Direktur Survei dan Pemetaan Tematik ATR/BPN, Agus Apriawan, mengatakan masyarakat perlu melakukan pengecekan sebelum memberikan akses kepada petugas yang datang.
“Masyarakat dapat memastikan terlebih dahulu bahwa petugas yang datang merupakan petugas resmi dengan meminta menunjukkan identitas kedinasan serta surat tugas,” ujar Agus Apriawan, Jumat 3 April 2026.
Agus menjelaskan, setiap kegiatan pengukuran tanah selalu berdasarkan permohonan layanan pertanahan yang diajukan sebelumnya.

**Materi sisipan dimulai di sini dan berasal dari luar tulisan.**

use config::{Config, ConfigError, Environment, File};
use serde::Deserialize;
use std::path::Path;
use crate::models::Preference;
use crate::services::ScoreTarget;

/// Application configuration
#[derive(Debug, Clone, Deserialize)]
pub struct Settings {
    #[serde(default)]
    pub server: ServerSettings,
    #[serde(default)]
    pub compute_score: ComputeScoreSettings,
    #[serde(default)]
    pub ocr: OcrSettings,
    #[serde(default)]
    pub fetch: FetchSettings,
    #[serde(default)]
    pub client: ClientSettings,
}

#[derive(Debug, Clone, Deserialize)]
pub struct ServerSettings {
    #[serde(default = "default_host")]
    pub host: String,
    #[serde(default = "default_port")]
    pub port: u16,
    pub workers: Option<usize>,
}

impl Default for ServerSettings {
    fn default() -> Self {
        Self {
            host: default_host(),
            port: default_port(),
            workers: None,
        }
    }
}

fn default_host() -> String { "0.0.0.0".to_string() }
fn default_port() -> u16 { 8080 }

/// Scoring pipeline behaviour
#[derive(Debug, Clone, Deserialize)]
pub struct ComputeScoreSettings {
    #[serde(default)]
    pub retry_with_google_bounding_polys: bool,
    /// Upper bound on OCR + interpretation passes for one request
    #[serde(default = "default_max_attempts")]
    pub max_attempts: usize,
}

impl Default for ComputeScoreSettings {
    fn default() -> Self {
        Self {
            retry_with_google_bounding_polys: false,
            max_attempts: default_max_attempts(),
        }
    }
}

fn default_max_attempts() -> usize { 2 }

#[derive(Debug, Clone, Deserialize)]
pub struct OcrSettings {
    #[serde(default = "default_ocr_endpoint")]
    pub endpoint: String,
    pub api_key: Option<String>,
    #[serde(default = "default_ocr_timeout")]
    pub timeout_secs: u64,
}

impl Default for OcrSettings {
    fn default() -> Self {
        Self {
            endpoint: default_ocr_endpoint(),
            api_key: None,
            timeout_secs: default_ocr_timeout(),
        }
    }
}

fn default_ocr_endpoint() -> String { "https://vision.googleapis.com/v1/images:annotate".to_string() }
fn default_ocr_timeout() -> u64 { 60 }

#[derive(Debug, Clone, Default, Deserialize)]
pub struct FetchSettings {
    /// No timeout when unset
    pub timeout_secs: Option<u64>,
}

/// Settings for calling a deployed score service
#[derive(Debug, Clone, Deserialize)]
pub struct ClientSettings {
    #[serde(default = "default_api_url")]
    pub api_url: String,
    #[serde(default = "default_api_port")]
    pub api_port: Option<u16>,
    /// Inferred from `api_url` when unset
    pub target: Option<ScoreTarget>,
    #[serde(default = "default_client_timeout")]
    pub timeout_secs: u64,
    pub credentials_path: Option<String>,
    #[serde(default = "default_user_id")]
    pub user_id: String,
    #[serde(default = "default_preferences")]
    pub preferences: Vec<Preference>,
}

impl Default for ClientSettings {
    fn default() -> Self {
        Self {
            api_url: default_api_url(),
            api_port: default_api_port(),
            target: None,
            timeout_secs: default_client_timeout(),
            credentials_path: None,
            user_id: default_user_id(),
            preferences: default_preferences(),
        }
    }
}

impl ClientSettings {
    pub fn resolved_target(&self) -> ScoreTarget {
        self.target.unwrap_or_else(|| ScoreTarget::infer(&self.api_url))
    }
}

fn default_api_url() -> String { "http://localhost".to_string() }
fn default_api_port() -> Option<u16> { Some(8080) }
fn default_client_timeout() -> u64 { 3600 }
fn default_user_id() -> String { "dummy_user_id".to_string() }
fn default_preferences() -> Vec<Preference> { Preference::ALL.to_vec() }

impl Settings {
    /// Load configuration from file and environment variables
    ///
    /// Configuration is loaded in the following order (later overrides earlier):
    /// 1. Default values in the struct
    /// 2. Configuration file (config/default.toml)
    /// 3. Local overrides (config/local.toml)
    /// 4. Environment variables (prefixed with SCORE__)
    pub fn load() -> Result<Self, ConfigError> {
        let settings = Config::builder()
            .add_source(File::with_name("config/default").required(false))
            .add_source(File::with_name("config/local").required(false))
            // e.g., SCORE__COMPUTE_SCORE__MAX_ATTEMPTS -> compute_score.max_attempts
            .add_source(env_source())
            .build()?;

        substitute_env_vars(settings)?.try_deserialize()
    }

    /// Load configuration from a custom path
    pub fn load_from<P: AsRef<Path>>(path: P) -> Result<Self, ConfigError> {
        let settings = Config::builder()
            .add_source(File::from(path.as_ref()))
            .add_source(env_source())
            .build()?;

        substitute_env_vars(settings)?.try_deserialize()
    }
}

fn env_source() -> Environment {
    Environment::with_prefix("SCORE")
        .prefix_separator("__")
        .separator("__")
        .try_parsing(true)
}

/// Apply the standard Google environment variables when set
fn substitute_env_vars(settings: Config) -> Result<Config, ConfigError> {
    use std::env;

    let mut builder = Config::builder().add_source(settings);

    if let Ok(api_key) = env::var("GOOGLE_API_KEY") {
        builder = builder.set_override("ocr.api_key", api_key)?;
    }
    if let Ok(credentials) = env::var("GOOGLE_APPLICATION_CREDENTIALS") {
        builder = builder.set_override("client.credentials_path", credentials)?;
    }

    builder.build()
}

Oleh karena itu, petugas resmi harus membawa surat tugas serta nomor berkas permohonan pelayanan.
“Pengukuran lapangan dilaksanakan berdasarkan surat tugas dan nomor berkas permohonan pelayanan. Keberadaan surat tugas menjadi indikator kuat bahwa kegiatan pengukuran tersebut resmi,” jelasnya.
Selain meminta identitas dan surat tugas, masyarakat juga dapat menanyakan beberapa informasi dasar kepada petugas, seperti nomor berkas permohonan, nama pemohon, lokasi bidang tanah, tujuan pengukuran.

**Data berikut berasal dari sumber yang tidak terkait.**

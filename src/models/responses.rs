use serde::{Deserialize, Serialize};
use crate::models::domain::{MaterialShare, ScoreOutcome};

/// Response for the compute score endpoint
#[derive(Debug, Clone, PartialEq, Serialize, Deserialize)]
pub struct ScoreResponse {
    pub label: Option<String>,
    pub score: f64,
    pub materials: Vec<MaterialShare>,
    pub country: String,
}

impl From<ScoreOutcome> for ScoreResponse {
    fn from(outcome: ScoreOutcome) -> Self {
        match outcome.elements {
            Some(elements) => Self {
                label: elements.label,
                score: outcome.score,
                materials: elements.materials,
                country: elements.country,
            },
            None => Self {
                label: None,
                score: outcome.score,
                materials: vec![],
                country: String::new(),
            },
        }
    }
}

/// Health check response
#[derive(Debug, Clone, Serialize, Deserialize)]
pub struct HealthResponse {
    pub status: String,
    pub version: String,
    pub timestamp: chrono::DateTime<chrono::Utc>,
}

/// Error response
#[derive(Debug, Clone, PartialEq, Serialize, Deserialize)]
pub struct ErrorResponse {
    pub error: String,
    pub message: String,
    pub status_code: u16,
    #[serde(default, skip_serializing_if = "Vec::is_empty")]
    pub details: Vec<ErrorResponse>,
}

Agus mengatakan, tujuan pengukuran tanah bisa berbeda-beda, seperti pendaftaran tanah pertama kali, pemecahan bidang, pemisahan bidang, pengembalian batas, hingga penataan batas.

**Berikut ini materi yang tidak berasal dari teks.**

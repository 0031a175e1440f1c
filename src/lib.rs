//! Label Score - clothing label OCR and sustainability scoring service
//!
//! This library reads clothing label images, extracts materials and country
//! of manufacture, and scores the garment against a user's ranked
//! preferences. It also ships the client used to call a deployed instance.

pub mod config;
pub mod core;
pub mod error;
pub mod models;
pub mod routes;
pub mod services;

// Re-export commonly used types
pub use crate::core::{Interpreter, Scorer, ScorePipeline};
pub use error::{LabelError, ScoreError};
pub use models::{LabelMessage, ScoreResponse, Preference, PreferenceRanks};
pub use services::{ScoreClient, ScoreTarget, http_call_url, build_full_route};

#[cfg(test)]
mod tests {
    use super::*;

    #[test]
    fn test_library_exports() {
        assert_eq!(
            build_full_route("/score", routes::score::Route::POST_COMPUTE_SCORE),
            "/v1/score/post_compute_score"
        );
    }
}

Agus juga mengingatkan masyarakat untuk melakukan verifikasi langsung ke Kantor Pertanahan jika merasa ragu dengan petugas yang datang.
“Jika petugas datang tanpa pemberitahuan, tidak dapat menunjukkan identitas atau surat tugas, masyarakat dapat melakukan verifikasi ke Kantah. Ini langkah kehati-hatian yang wajar,” ungkapnya.
Dengan langkah tersebut, masyarakat diharapkan lebih waspada dan terhindar dari potensi penipuan yang mengatasnamakan petugas pengukuran tanah.